Hasan ÖZPUNAR / Araştırmacı – Yazar

Kim derdi ki Emirdağ ilçemiz Afyonkarahisar’ın da önüne geçip Avrupa’da tanınacak, Avrupa’nın küçük bir ülkesi olan Belçika’da bakanlar, milletvekilleri, belediye başkanları çıkaracak.

Bugünlerde Belçika’ya Türk işçi göçünün 50. yılı kutlanıyor. Tabi Belçika denilince akla hemen Emirdağ geliyor. Bugün sadece Belçika’da 150.000 Emirdağlı olduğu tahmin edilirken Emirdağ’ın 2013 nüfusu ise 39.000 civarında. Yani yurtdışında yaşayan nüfus buradakinin kat kat üzerinde. 1965 senesinde köylerle birlikte Emirdağ nüfusu 75.000 iken bugün bu rakamın çok altında. Bunun sebebi de yetişen gençlerin çoğunun hayalindeki Belçika sevdası. Kapağı oraya atabilmek.

Gelin biz bu hayalin peşinden giden ilk nesil ile ile ilgili birkaç gazete kupürünü sizlerle paylaşalım.

Göçün başladığı 1964 yılının üzerinden fazla bir zaman geçmeden aile birleşmeleri başlamış.16.10.1965 tarihli bir gazete haberinde İstanbul Yeşilköy Havaalanı’nda çekilmiş bir aile fotoğrafı altında şu satırlara yer verilmiş;

“O da Belçika’ya gidiyor”

Afyon’un Emirdağ Kazasının Karacalar Köyü’nden Belçika’ya giden Kadir Ardıçlık eşinin ve dört çocuğunun hasretine dayanamadığı için onları da yanına çağırmıştır. Resimde ilk defa uçağa binecek olan Gülsüm Ardıçlık ve çocukları görülüyor…’’

Gülsüm Bacı acaba daha kaç kez uçağa bindi, ilk kez gittiği bu yabancı diyarlarda dili başka, dini başka memleketlerde neler yaşadı bilinmez, hayattaysa bulup sormak lazım.

21.12.1966 tarihli bir gazete haberinde yine Emirdağ ve Belçika konu edilmiş. Mekân yine aynı. İstanbul Yeşilköy Havaalanı(şimdi Atatürk Havalimanı).

“BRÜKSEL YOLCUSU”

Herkes Almanya’dan dönerken o Brüksel’de çalışan kocasının yanına gitti.
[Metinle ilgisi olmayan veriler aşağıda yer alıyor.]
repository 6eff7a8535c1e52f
//! Sea local-home bridge - local fulfillment for the sea sensor
//!
//! Translates smart-home platform intents into plain HTTP calls against the
//! sensor's embedded web server and maps the answers back:
//! - IDENTIFY synthesizes the sensor descriptor
//! - QUERY reads `/api/google/state` from each device
//! - EXECUTE forwards commands to `/api/google/homegraph`
//!
//! # Architecture
//!
//! ```text
//! ┌─────────────────────────────────────────────────────┐
//! │              Platform (local fulfillment)            │
//! └────────────────────┬────────────────────────────────┘
//!                      │ {requestId, inputs:[{intent, payload}]}
//! ┌────────────────────▼────────────────────────────────┐
//! │                  Intent handlers                     │
//! │   Identify  │  Query  │  Execute  │  Aggregation     │
//! └────────────────────┬────────────────────────────────┘
//!                      │ resolve address, send per device
//! ┌────────────────────▼────────────────────────────────┐
//! │          Transport (plaintext HTTP + JSON)           │
//! └────────────────────┬────────────────────────────────┘
//!                      │
//! ┌────────────────────▼────────────────────────────────┐
//! │              Sea sensor (sea.local:80)               │
//! └─────────────────────────────────────────────────────┘
//! ```

pub mod api;
pub mod config;
pub mod devices;
pub mod error;
pub mod intents;
pub mod transport;

pub use config::Config;
pub use devices::{CustomData, DeviceRef, ResolvedAddress, resolve};
pub use error::{Error, Result};
pub use intents::{
    DeviceOutcome, ErrorCode, IntentHandler, IntentRequest, IntentResponse, PlatformRequest,
};
pub use transport::{HttpTransport, Method, Transport, TransportError};
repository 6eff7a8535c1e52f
//! Platform fulfillment endpoint
//!
//! Receives `{requestId, inputs:[{intent, payload}]}` and answers with the
//! handler's response envelope.

use std::sync::Arc;

use axum::{
    Json, Router,
    extract::State,
    http::StatusCode,
    response::{IntoResponse, Response},
    routing::post,
};
use serde::Serialize;

use super::ApiState;
use crate::Error;
use crate::intents::{ErrorCode, IntentRequest, PlatformRequest};

/// Error body for requests the bridge cannot decode
#[derive(Debug, Serialize)]
pub struct ErrorResponse {
    pub error: String,
}

/// Answer for intents the bridge does not implement
#[derive(Debug, Serialize)]
#[serde(rename_all = "camelCase")]
pub struct UnsupportedIntentResponse {
    pub request_id: String,
    pub payload: UnsupportedIntentPayload,
}

#[derive(Debug, Serialize)]
#[serde(rename_all = "camelCase")]
pub struct UnsupportedIntentPayload {
    pub error_code: ErrorCode,
}

fn error_response(status: StatusCode, error: impl Into<String>) -> Response {
    (
        status,
        Json(ErrorResponse {
            error: error.into(),
        }),
    )
        .into_response()
}

/// Handle one platform intent
pub async fn handle_intent(
    State(state): State<Arc<ApiState>>,
    Json(request): Json<PlatformRequest>,
) -> Response {
    let intent = match IntentRequest::try_from(request) {
        Ok(intent) => intent,
        Err(Error::UnsupportedIntent { request_id, intent }) => {
            tracing::warn!(%request_id, %intent, "unsupported intent");
            return Json(UnsupportedIntentResponse {
                request_id,
                payload: UnsupportedIntentPayload {
                    error_code: ErrorCode::IntentNotSupported,
                },
            })
            .into_response();
        }
        Err(e) => {
            tracing::warn!(error = %e, "rejecting malformed intent");
            return error_response(StatusCode::BAD_REQUEST, e.to_string());
        }
    };

    let pending = state.handler.handle(&intent);
    let response = match state.handler_timeout {
        Some(deadline) => match tokio::time::timeout(deadline, pending).await {
            Ok(response) => response,
            Err(_) => {
                tracing::warn!(
                    request_id = %intent.request_id(),
                    intent = intent.intent(),
                    ?deadline,
                    "intent deadline exceeded"
                );
                return error_response(StatusCode::GATEWAY_TIMEOUT, "intent deadline exceeded");
            }
        },
        None => pending.await,
    };

    Json(response).into_response()
}

/// Build fulfillment router
pub fn router(state: Arc<ApiState>) -> Router {
    Router::new()
        .route("/fulfillment", post(handle_intent))
        .with_state(state)
}
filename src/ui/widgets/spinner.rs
use ratatui::Frame;
use ratatui::layout::{Constraint, Rect};
use ratatui::style::Style;
use throbber_widgets_tui::WhichUse::Spin;
use throbber_widgets_tui::{BRAILLE_SIX, Throbber, ThrobberState};

use crate::Theme;
use crate::ui::Component;

/// Animated busy indicator, centered in the area it is given.
pub struct Spinner {
    throbber_state: ThrobberState,
    label: Option<String>,
}

impl Spinner {
    pub fn new() -> Self {
        Self {
            throbber_state: ThrobberState::default(),
            label: None,
        }
    }

    #[must_use]
    pub fn with_label(mut self, label: impl Into<String>) -> Self {
        self.label = Some(label.into());
        self
    }
}

impl Default for Spinner {
    fn default() -> Self {
        Self::new()
    }
}

impl Component for Spinner {
    type Output = ();

    fn handle_tick(&mut self) {
        self.throbber_state.calc_next();
    }

    fn render(&mut self, frame: &mut Frame, area: Rect, theme: &Theme) {
        let mut throbber = Throbber::default()
            .throbber_set(BRAILLE_SIX)
            .use_type(Spin)
            .throbber_style(Style::default().fg(theme.lavender()))
            .style(Style::default().fg(theme.subtext1()));

        // The throbber itself uses 1-character width
        let mut width = 1u16;

        if let Some(label) = &self.label {
            throbber = throbber.label(label.clone());
            let label_width = u16::try_from(label.chars().count()).unwrap_or(u16::MAX);
            width = width.saturating_add(label_width).saturating_add(1);
        }

        let area = area.centered(Constraint::Length(width), Constraint::Length(1));

        frame.render_stateful_widget(throbber, area, &mut self.throbber_state);
    }
}
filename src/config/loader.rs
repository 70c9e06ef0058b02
use std::fs;
use std::path::PathBuf;

use tracing::debug;

use crate::config::AppConfig;

const CONFIG_DIR: &str = "lazyserver";
const CONFIG_FILE: &str = "config.toml";

pub fn config_dir() -> Option<PathBuf> {
    dirs::config_dir().map(|p| p.join(CONFIG_DIR))
}

pub fn config_path() -> Option<PathBuf> {
    config_dir().map(|p| p.join(CONFIG_FILE))
}

pub fn load() -> color_eyre::Result<AppConfig> {
    let Some(path) = config_path() else {
        debug!("No config directory found, using defaults");
        return Ok(AppConfig::default());
    };

    if !path.exists() {
        debug!("Config file not found at {:?}, using defaults", path);
        return Ok(AppConfig::default());
    }

    let content = fs::read_to_string(&path)?;
    let config: AppConfig = toml::from_str(&content)?;
    debug!("Loaded config from {:?}", path);
    Ok(config)
}
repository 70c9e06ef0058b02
mod spinner;

pub use spinner::Spinner;
//! Application modals and the store that decides which one is visible.

mod edit_server;
mod server_details;
mod store;

use crate::commands::Command;

pub use edit_server::{EditServerModal, UpdateOutcome};
pub use server_details::ServerDetailsModal;
pub use store::{ModalKind, ModalPayload, ModalState, ModalStore};

/// Message a modal hands back to the App after handling input.
pub enum ModalMsg {
    /// Spawn the given command.
    Run(Box<dyn Command>),
}
use crossterm::event::{KeyCode, KeyEvent, KeyModifiers};
use ratatui::Frame;
use ratatui::layout::Rect;
use ratatui::style::{Modifier, Style};
use ratatui::text::{Line, Span};
use ratatui::widgets::{Block, BorderType, Borders, Paragraph};

use crate::Theme;
use crate::ui::{Component, EventResult, Result};

#[derive(Debug, Clone, PartialEq, Eq)]
pub enum TextInputEvent {
    /// The value was edited.
    Changed(String),
    /// Enter was pressed.
    Submitted,
}

/// Single-line text field.
///
/// The owner pushes values in with [`TextInput::set_value`] and receives
/// edits as [`TextInputEvent::Changed`]. Cursor positions count chars.
pub struct TextInput {
    label: String,
    value: String,
    cursor: usize,
    placeholder: Option<String>,
    focused: bool,
    disabled: bool,
    invalid: bool,
}

impl TextInput {
    pub fn new(label: impl Into<String>) -> Self {
        Self {
            label: label.into(),
            value: String::new(),
            cursor: 0,
            placeholder: None,
            focused: false,
            disabled: false,
            invalid: false,
        }
    }

    #[must_use]
    pub fn with_placeholder(mut self, placeholder: impl Into<String>) -> Self {
        self.placeholder = Some(placeholder.into());
        self
    }

    pub fn value(&self) -> &str {
        &self.value
    }

    /// Replace the value and move the cursor to the end.
    pub fn set_value(&mut self, value: impl Into<String>) {
        self.value = value.into();
        self.cursor = self.len();
    }

    pub const fn set_focused(&mut self, focused: bool) {
        self.focused = focused;
    }

    pub const fn set_disabled(&mut self, disabled: bool) {
        self.disabled = disabled;
    }

    pub const fn set_invalid(&mut self, invalid: bool) {
        self.invalid = invalid;
    }

    /// Insert text at the cursor, dropping line breaks.
    pub fn insert_str(&mut self, text: &str) -> bool {
        let mut changed = false;
        for c in text.chars().filter(|c| !c.is_control()) {
            self.insert_char(c);
            changed = true;
        }
        changed
    }

    fn len(&self) -> usize {
        self.value.chars().count()
    }

    fn byte_index(&self, char_index: usize) -> usize {
        self.value
            .char_indices()
            .nth(char_index)
            .map_or(self.value.len(), |(i, _)| i)
    }

    fn insert_char(&mut self, c: char) {
        let at = self.byte_index(self.cursor);
        self.value.insert(at, c);
        self.cursor += 1;
    }

    fn delete_char_before_cursor(&mut self) -> bool {
        if self.cursor == 0 {
            return false;
        }
        self.cursor -= 1;
        let at = self.byte_index(self.cursor);
        self.value.remove(at);
        true
    }

    fn delete_char_at_cursor(&mut self) -> bool {
        if self.cursor >= self.len() {
            return false;
        }
        let at = self.byte_index(self.cursor);
        self.value.remove(at);
        true
    }

    fn delete_word_before_cursor(&mut self) -> bool {
        let chars: Vec<char> = self.value.chars().collect();
        let mut pos = self.cursor;
        while pos > 0 && chars[pos - 1] == ' ' {
            pos -= 1;
        }
        while pos > 0 && chars[pos - 1] != ' ' {
            pos -= 1;
        }
        if pos == self.cursor {
            return false;
        }
        let (start, end) = (self.byte_index(pos), self.byte_index(self.cursor));
        self.value.drain(start..end);
        self.cursor = pos;
        true
    }

    fn clear_line(&mut self) -> bool {
        if self.value.is_empty() {
            return false;
        }
        self.value.clear();
        self.cursor = 0;
        true
    }

    fn changed(&self, changed: bool) -> EventResult<TextInputEvent> {
        if changed {
            TextInputEvent::Changed(self.value.clone()).into()
        } else {
            EventResult::Consumed
        }
    }
}

impl Component for TextInput {
    type Output = TextInputEvent;

    fn handle_key(&mut self, key: KeyEvent) -> Result<EventResult<Self::Output>> {
        if self.disabled {
            return Ok(EventResult::Ignored);
        }

        Ok(match (key.code, key.modifiers) {
            (KeyCode::Enter, KeyModifiers::NONE) => TextInputEvent::Submitted.into(),

            (KeyCode::Backspace, KeyModifiers::ALT)
            | (KeyCode::Char('w'), KeyModifiers::CONTROL) => {
                let changed = self.delete_word_before_cursor();
                self.changed(changed)
            }
            (KeyCode::Backspace, _) => {
                let changed = self.delete_char_before_cursor();
                self.changed(changed)
            }
            (KeyCode::Delete, _) => {
                let changed = self.delete_char_at_cursor();
                self.changed(changed)
            }

            (KeyCode::Left, _) => {
                self.cursor = self.cursor.saturating_sub(1);
                EventResult::Consumed
            }
            (KeyCode::Right, _) => {
                self.cursor = (self.cursor + 1).min(self.len());
                EventResult::Consumed
            }
            (KeyCode::Home, _) | (KeyCode::Char('a'), KeyModifiers::CONTROL) => {
                self.cursor = 0;
                EventResult::Consumed
            }
            (KeyCode::End, _) | (KeyCode::Char('e'), KeyModifiers::CONTROL) => {
                self.cursor = self.len();
                EventResult::Consumed
            }

            (KeyCode::Char('u'), KeyModifiers::CONTROL) => {
                let changed = self.clear_line();
                self.changed(changed)
            }

            (KeyCode::Char(c), KeyModifiers::NONE | KeyModifiers::SHIFT) => {
                self.insert_char(c);
                self.changed(true)
            }

            _ => EventResult::Ignored,
        })
    }

    fn handle_paste(&mut self, text: &str) -> EventResult<Self::Output> {
        if self.disabled {
            return EventResult::Ignored;
        }
        let changed = self.insert_str(text);
        self.changed(changed)
    }

    fn render(&mut self, frame: &mut Frame, area: Rect, theme: &Theme) {
        let input_style = if self.disabled {
            Style::default().fg(theme.overlay1())
        } else {
            Style::default().fg(theme.text())
        };
        let cursor_style = Style::default()
            .fg(theme.base())
            .bg(theme.text())
            .add_modifier(Modifier::BOLD);
        let placeholder_style = Style::default().fg(theme.overlay0());
        let show_cursor = self.focused && !self.disabled;

        let line = if self.value.is_empty() {
            let placeholder = self.placeholder.clone().unwrap_or_default();
            let mut spans = Vec::new();
            if show_cursor {
                spans.push(Span::styled(" ", cursor_style));
            }
            spans.push(Span::styled(placeholder, placeholder_style));
            Line::from(spans)
        } else if show_cursor {
            let before: String = self.value.chars().take(self.cursor).collect();
            let cursor_char = self.value.chars().nth(self.cursor).unwrap_or(' ');
            let after: String = self.value.chars().skip(self.cursor + 1).collect();
            Line::from(vec![
                Span::styled(before, input_style),
                Span::styled(cursor_char.to_string(), cursor_style),
                Span::styled(after, input_style),
            ])
        } else {
            Line::from(Span::styled(self.value.clone(), input_style))
        };

        let border_color = if self.invalid {
            theme.red()
        } else if self.focused {
            theme.border_focused()
        } else {
            theme.border()
        };

        let block = Block::default()
            .title(format!(" {} ", self.label))
            .title_style(
                Style::default()
                    .fg(theme.subtext1())
                    .add_modifier(Modifier::BOLD),
            )
            .borders(Borders::ALL)
            .border_type(BorderType::Rounded)
            .border_style(Style::default().fg(border_color));

        frame.render_widget(Paragraph::new(line).block(block), area);
    }
}
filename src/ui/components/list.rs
use std::sync::Arc;

use crossterm::event::KeyEvent;
use ratatui::Frame;
use ratatui::layout::Rect;
use ratatui::prelude::{Modifier, Style};
use ratatui::widgets::{List as RatatuiList, ListItem, ListState};

use crate::Theme;
use crate::config::{KeyResolver, NavAction};
use crate::ui::{Component, EventResult, Result};

const PAGE_STEP: usize = 5;

#[derive(Debug, Clone, PartialEq, Eq)]
pub enum ListEvent<T> {
    Changed(T),
    Activated(T),
}

pub trait ListRow {
    fn render_row(&self, theme: &Theme) -> ListItem<'static>;
}

pub struct List<T: ListRow + Clone> {
    items: Vec<T>,
    state: ListState,
    resolver: Arc<KeyResolver>,
}

impl<T: ListRow + Clone> List<T> {
    pub fn new(items: Vec<T>, resolver: Arc<KeyResolver>) -> Self {
        let mut state = ListState::default();
        if !items.is_empty() {
            state.select(Some(0));
        }
        Self {
            items,
            state,
            resolver,
        }
    }

    pub fn selected(&self) -> Option<&T> {
        self.state.selected().and_then(|i| self.items.get(i))
    }

    /// Select the first item matching `predicate`. Returns whether one was found.
    pub fn select_where(&mut self, predicate: impl Fn(&T) -> bool) -> bool {
        let index = self.items.iter().position(predicate);
        if index.is_some() {
            self.state.select(index);
        }
        index.is_some()
    }

    pub fn set_items(&mut self, items: Vec<T>) {
        self.items = items;

        if self.items.is_empty() {
            self.state.select(None);
        } else if let Some(i) = self.state.selected() {
            if i >= self.items.len() {
                self.state.select(Some(self.items.len() - 1));
            }
        } else {
            self.state.select(Some(0));
        }
    }

    pub const fn len(&self) -> usize {
        self.items.len()
    }

    fn get_change_event(&self, before: Option<usize>) -> EventResult<ListEvent<T>> {
        if let Some(selected) = self.state.selected()
            && Some(selected) != before
            && let Some(item) = self.items.get(selected)
        {
            return ListEvent::Changed(item.clone()).into();
        }
        EventResult::Consumed
    }
}

impl<T: ListRow + Clone> Component for List<T> {
    type Output = ListEvent<T>;

    fn handle_key(&mut self, key: KeyEvent) -> Result<EventResult<Self::Output>> {
        if self.items.is_empty() {
            return Ok(EventResult::Ignored);
        }
        let before = self.state.selected();
        let last = self.items.len() - 1;

        if self.resolver.matches_nav(&key, NavAction::Down) {
            self.state.select(Some(before.map_or(0, |i| (i + 1).min(last))));
            return Ok(self.get_change_event(before));
        }
        if self.resolver.matches_nav(&key, NavAction::Up) {
            self.state.select(Some(before.map_or(0, |i| i.saturating_sub(1))));
            return Ok(self.get_change_event(before));
        }
        if self.resolver.matches_nav(&key, NavAction::Home) {
            self.state.select(Some(0));
            return Ok(self.get_change_event(before));
        }
        if self.resolver.matches_nav(&key, NavAction::End) {
            self.state.select(Some(last));
            return Ok(self.get_change_event(before));
        }
        if self.resolver.matches_nav(&key, NavAction::PageDown) {
            self.state
                .select(Some(before.map_or(0, |i| (i + PAGE_STEP).min(last))));
            return Ok(self.get_change_event(before));
        }
        if self.resolver.matches_nav(&key, NavAction::PageUp) {
            self.state
                .select(Some(before.map_or(0, |i| i.saturating_sub(PAGE_STEP))));
            return Ok(self.get_change_event(before));
        }
        if self.resolver.matches_nav(&key, NavAction::Select) {
            if let Some(item) = self.selected() {
                return Ok(ListEvent::Activated(item.clone()).into());
            }
            return Ok(EventResult::Ignored);
        }

        Ok(EventResult::Ignored)
    }

    fn render(&mut self, frame: &mut Frame, area: Rect, theme: &Theme) {
        let items: Vec<ListItem> = self.items.iter().map(|i| i.render_row(theme)).collect();

        let list = RatatuiList::new(items)
            .highlight_style(
                Style::default()
                    .bg(theme.selection_bg())
                    .fg(theme.lavender())
                    .add_modifier(Modifier::BOLD),
            )
            .highlight_symbol("▶ ");

        frame.render_stateful_widget(list, area, &mut self.state);
    }
}

#[cfg(test)]
mod tests {
    use crossterm::event::{KeyCode, KeyModifiers};

    use super::*;

    #[derive(Debug, Clone, PartialEq, Eq)]
    struct Row(&'static str);

    impl ListRow for Row {
        fn render_row(&self, _theme: &Theme) -> ListItem<'static> {
            ListItem::new(self.0)
        }
    }

    fn list() -> List<Row> {
        List::new(
            vec![Row("a"), Row("b"), Row("c")],
            Arc::new(KeyResolver::default()),
        )
    }

    fn press(list: &mut List<Row>, code: KeyCode) -> EventResult<ListEvent<Row>> {
        list.handle_key(KeyEvent::new(code, KeyModifiers::NONE))
            .unwrap()
    }

    #[test]
    fn test_navigation_clamps() {
        let mut list = list();
        assert_eq!(press(&mut list, KeyCode::Up), EventResult::Consumed);
        assert_eq!(
            press(&mut list, KeyCode::Down),
            ListEvent::Changed(Row("b")).into()
        );
        press(&mut list, KeyCode::End);
        assert_eq!(list.selected(), Some(&Row("c")));
        assert_eq!(press(&mut list, KeyCode::Down), EventResult::Consumed);
    }

    #[test]
    fn test_select_activates() {
        let mut list = list();
        press(&mut list, KeyCode::Down);
        assert_eq!(
            press(&mut list, KeyCode::Enter),
            ListEvent::Activated(Row("b")).into()
        );
    }

    #[test]
    fn test_set_items_keeps_selection_in_range() {
        let mut list = list();
        press(&mut list, KeyCode::End);
        list.set_items(vec![Row("x")]);
        assert_eq!(list.selected(), Some(&Row("x")));
        list.set_items(vec![]);
        assert_eq!(list.selected(), None);
        assert_eq!(press(&mut list, KeyCode::Down), EventResult::Ignored);
    }

    #[test]
    fn test_select_where() {
        let mut list = list();
        assert!(list.select_where(|row| row.0 == "c"));
        assert_eq!(list.selected(), Some(&Row("c")));
        assert!(!list.select_where(|row| row.0 == "z"));
        assert_eq!(list.selected(), Some(&Row("c")));
    }
}
//! Async commands pattern for side effects.
//!
//! Commands represent async operations that run outside the main event loop.
//! Views and modals return commands, and the App spawns them. Results flow
//! back to the App as [`AppMessage`]s.

mod fetch_servers;
mod update_server;

use async_trait::async_trait;
use color_eyre::Result;
use tokio::sync::mpsc::UnboundedSender;

use crate::app::AppMessage;

pub use fetch_servers::FetchServersCmd;
pub use update_server::UpdateServerCmd;

/// Async commands that perform side effects.
#[async_trait]
pub trait Command: Send + 'static {
    /// Human-readable name used in logs.
    fn name(&self) -> String;

    /// Execute the command.
    async fn execute(self: Box<Self>, action_tx: UnboundedSender<AppMessage>) -> Result<()>;
}
//! Remote server API.
//!
//! The rest of the application talks to the backend through the
//! [`ServerApi`] trait so the edit dialog can be exercised without a network.

mod client;
mod error;
mod model;

use async_trait::async_trait;

pub use client::HttpServerClient;
pub use error::{ApiError, Result};
pub use model::{Server, ServerUpdate};

/// Operations the application needs from the server backend.
#[async_trait]
pub trait ServerApi: Send + Sync {
    /// Fetch every server visible to the current user.
    async fn list_servers(&self) -> Result<Vec<Server>>;

    /// Patch a server's name and image, returning the updated server.
    async fn update_server(&self, id: &str, update: &ServerUpdate) -> Result<Server>;
}
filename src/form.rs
//! Schema-validated form state.
//!
//! A [`ValidationSchema`] declares the constraints for a fixed set of fields
//! and a [`FormController`] tracks values, per-field errors and the
//! submission lifecycle against it. Field sets are closed enums implementing
//! [`FormField`].

mod controller;
mod schema;
mod server;

pub use controller::{FormController, SubmitGate};
pub use schema::{FieldErrors, FormField, FormValues, Rule, ValidationSchema};
pub use server::{IMAGE_URL_REQUIRED, NAME_REQUIRED, ServerField, server_schema};
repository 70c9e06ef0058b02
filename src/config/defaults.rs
use crossterm::event::KeyCode;

use crate::config::key::{Key, KeyBinding};
use crate::config::keybindings::*;

impl Default for GlobalKeybindings {
    fn default() -> Self {
        Self {
            quit: Key::new(KeyCode::Char('q')).into(),
            suspend: Key::with_ctrl(KeyCode::Char('z')).into(),
            back: Key::new(KeyCode::Esc).into(),
        }
    }
}

impl Default for NavigationKeybindings {
    fn default() -> Self {
        Self {
            up: KeyBinding::multiple(vec![
                Key::new(KeyCode::Char('k')),
                Key::new(KeyCode::Up),
            ]),
            down: KeyBinding::multiple(vec![
                Key::new(KeyCode::Char('j')),
                Key::new(KeyCode::Down),
            ]),
            page_up: Key::new(KeyCode::PageUp).into(),
            page_down: Key::new(KeyCode::PageDown).into(),
            home: KeyBinding::multiple(vec![
                Key::new(KeyCode::Char('g')),
                Key::new(KeyCode::Home),
            ]),
            end: KeyBinding::multiple(vec![
                Key::new(KeyCode::Char('G')),
                Key::new(KeyCode::End),
            ]),
            select: Key::new(KeyCode::Enter).into(),
        }
    }
}

impl Default for SearchKeybindings {
    fn default() -> Self {
        Self {
            toggle: Key::new(KeyCode::Char('/')).into(),
            exit: Key::new(KeyCode::Esc).into(),
        }
    }
}

impl Default for ServerListKeybindings {
    fn default() -> Self {
        Self {
            edit: Key::new(KeyCode::Char('e')).into(),
            reload: Key::new(KeyCode::Char('r')).into(),
        }
    }
}

impl Default for FormKeybindings {
    fn default() -> Self {
        Self {
            next_field: Key::new(KeyCode::Tab).into(),
            prev_field: Key::new(KeyCode::BackTab).into(),
            submit: Key::with_ctrl(KeyCode::Char('s')).into(),
            paste: Key::with_ctrl(KeyCode::Char('v')).into(),
        }
    }
}

impl Default for DialogKeybindings {
    fn default() -> Self {
        Self {
            dismiss: Key::new(KeyCode::Esc).into(),
        }
    }
}
use std::sync::Arc;

use crossterm::event::KeyEvent;
use ratatui::Frame;
use ratatui::layout::{Alignment, Constraint, Rect};
use ratatui::style::{Modifier, Style};
use ratatui::text::{Line, Span};
use ratatui::widgets::{Block, BorderType, Borders, Clear, Paragraph, Wrap};
use tokio::sync::watch;

use crate::Theme;
use crate::api::Server;
use crate::config::{DialogAction, KeyResolver, ServersAction};
use crate::modal::{ModalKind, ModalPayload, ModalState, ModalStore};
use crate::ui::{Component, EventResult, Result};

/// Read-only overlay showing every field of a server.
pub struct ServerDetailsModal {
    store: ModalStore,
    state_rx: watch::Receiver<ModalState>,
    server: Option<Arc<Server>>,
    visible: bool,
    resolver: Arc<KeyResolver>,
}

impl ServerDetailsModal {
    pub fn new(store: ModalStore, resolver: Arc<KeyResolver>) -> Self {
        let state_rx = store.subscribe();
        let mut modal = Self {
            store,
            state_rx,
            server: None,
            visible: false,
            resolver,
        };
        let initial = modal.state_rx.borrow().clone();
        modal.apply(&initial);
        modal
    }

    pub const fn is_visible(&self) -> bool {
        self.visible
    }

    pub fn sync(&mut self) -> bool {
        if !self.state_rx.has_changed().unwrap_or(false) {
            return false;
        }
        let state = self.state_rx.borrow_and_update().clone();
        self.apply(&state);
        true
    }

    fn apply(&mut self, state: &ModalState) {
        self.visible = state.is_showing(ModalKind::ServerDetails);
        if self.visible {
            self.server.clone_from(&state.payload.server);
        }
    }

    fn rows(server: &Server, theme: &Theme) -> Vec<Line<'static>> {
        let label_style = Style::default().fg(theme.subtext0());
        let value_style = Style::default().fg(theme.text());
        let row = |label: &str, value: String| {
            Line::from(vec![
                Span::styled(format!("{label:<12}"), label_style),
                Span::styled(value, value_style),
            ])
        };
        let missing = || "-".to_string();
        let timestamp = |t: Option<chrono::DateTime<chrono::Utc>>| {
            t.map_or_else(missing, |t| t.format("%Y-%m-%d %H:%M").to_string())
        };

        vec![
            row("Name", server.name.clone()),
            row("ID", server.id.clone()),
            row("Image", server.image_url.clone()),
            row("Invite", server.invite_code.clone().unwrap_or_else(missing)),
            row("Owner", server.profile_id.clone().unwrap_or_else(missing)),
            row("Created", timestamp(server.created_at)),
            row("Updated", timestamp(server.updated_at)),
        ]
    }
}

impl Component for ServerDetailsModal {
    type Output = ();

    fn handle_key(&mut self, key: KeyEvent) -> Result<EventResult<Self::Output>> {
        if !self.visible {
            return Ok(EventResult::Ignored);
        }

        if self.resolver.matches_dialog(&key, DialogAction::Dismiss) {
            self.visible = false;
            self.store.close();
        } else if self.resolver.matches_servers(&key, ServersAction::Edit)
            && let Some(server) = self.server.clone()
        {
            self.visible = false;
            self.store
                .open(ModalKind::EditServer, ModalPayload::server(server));
        }
        Ok(EventResult::Consumed)
    }

    fn render(&mut self, frame: &mut Frame, area: Rect, theme: &Theme) {
        if !self.visible {
            return;
        }
        let Some(server) = &self.server else {
            return;
        };

        let popup_area = area.centered(Constraint::Percentage(60), Constraint::Length(12));
        frame.render_widget(Clear, popup_area);

        let mut lines = Self::rows(server, theme);
        lines.push(Line::default());
        lines.push(Line::from(vec![
            Span::styled(
                self.resolver.display_servers(ServersAction::Edit),
                Style::default()
                    .fg(theme.peach())
                    .add_modifier(Modifier::BOLD),
            ),
            Span::styled(" edit  ", Style::default().fg(theme.overlay1())),
            Span::styled(
                self.resolver.display_dialog(DialogAction::Dismiss),
                Style::default()
                    .fg(theme.peach())
                    .add_modifier(Modifier::BOLD),
            ),
            Span::styled(" close", Style::default().fg(theme.overlay1())),
        ]));

        let block = Block::default()
            .title(format!(" {} ", server.name))
            .title_alignment(Alignment::Center)
            .title_style(
                Style::default()
                    .fg(theme.mauve())
                    .add_modifier(Modifier::BOLD),
            )
            .borders(Borders::ALL)
            .border_type(BorderType::Rounded)
            .border_style(Style::default().fg(theme.border_focused()))
            .style(Style::default().bg(theme.base()));

        let paragraph = Paragraph::new(lines)
            .block(block)
            .wrap(Wrap { trim: true });
        frame.render_widget(paragraph, popup_area);
    }
}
Emirdağ’dan kalkmış Yeşilköy’e gelmişti. Yanında dört çocuğu vardı. Rengarenk şalvarı, peştemalı ile çoğunun dikkatini çekti. Büyük kızın elinde yorgan bile vardı. Birkaç kişi kıyafetinden ötürü onu azarladı.Ama Zülfiye Yücebaş aldırmadı bile. Niye aldırsındı… O Emirdağlıydı ve böyle giyinirdi…’’

Zülfiye Hanım daha Belçika’ya gitmeden İstanbul’da garipsenmiş şalvarı ve peştemalından ötürü. Üstelik yorganı bile elindeymiş. Ama aldırmamış. Eşinin ardından o da gurbet ellere göçmüş. Dört çocuğuyla kimbilir oralarda ne sıkıntılar çekti.

Bir traktör parası kazanmaya gidipte bir daha dönemeyenlerin hikayesi yıllar önce işte böyle başladı.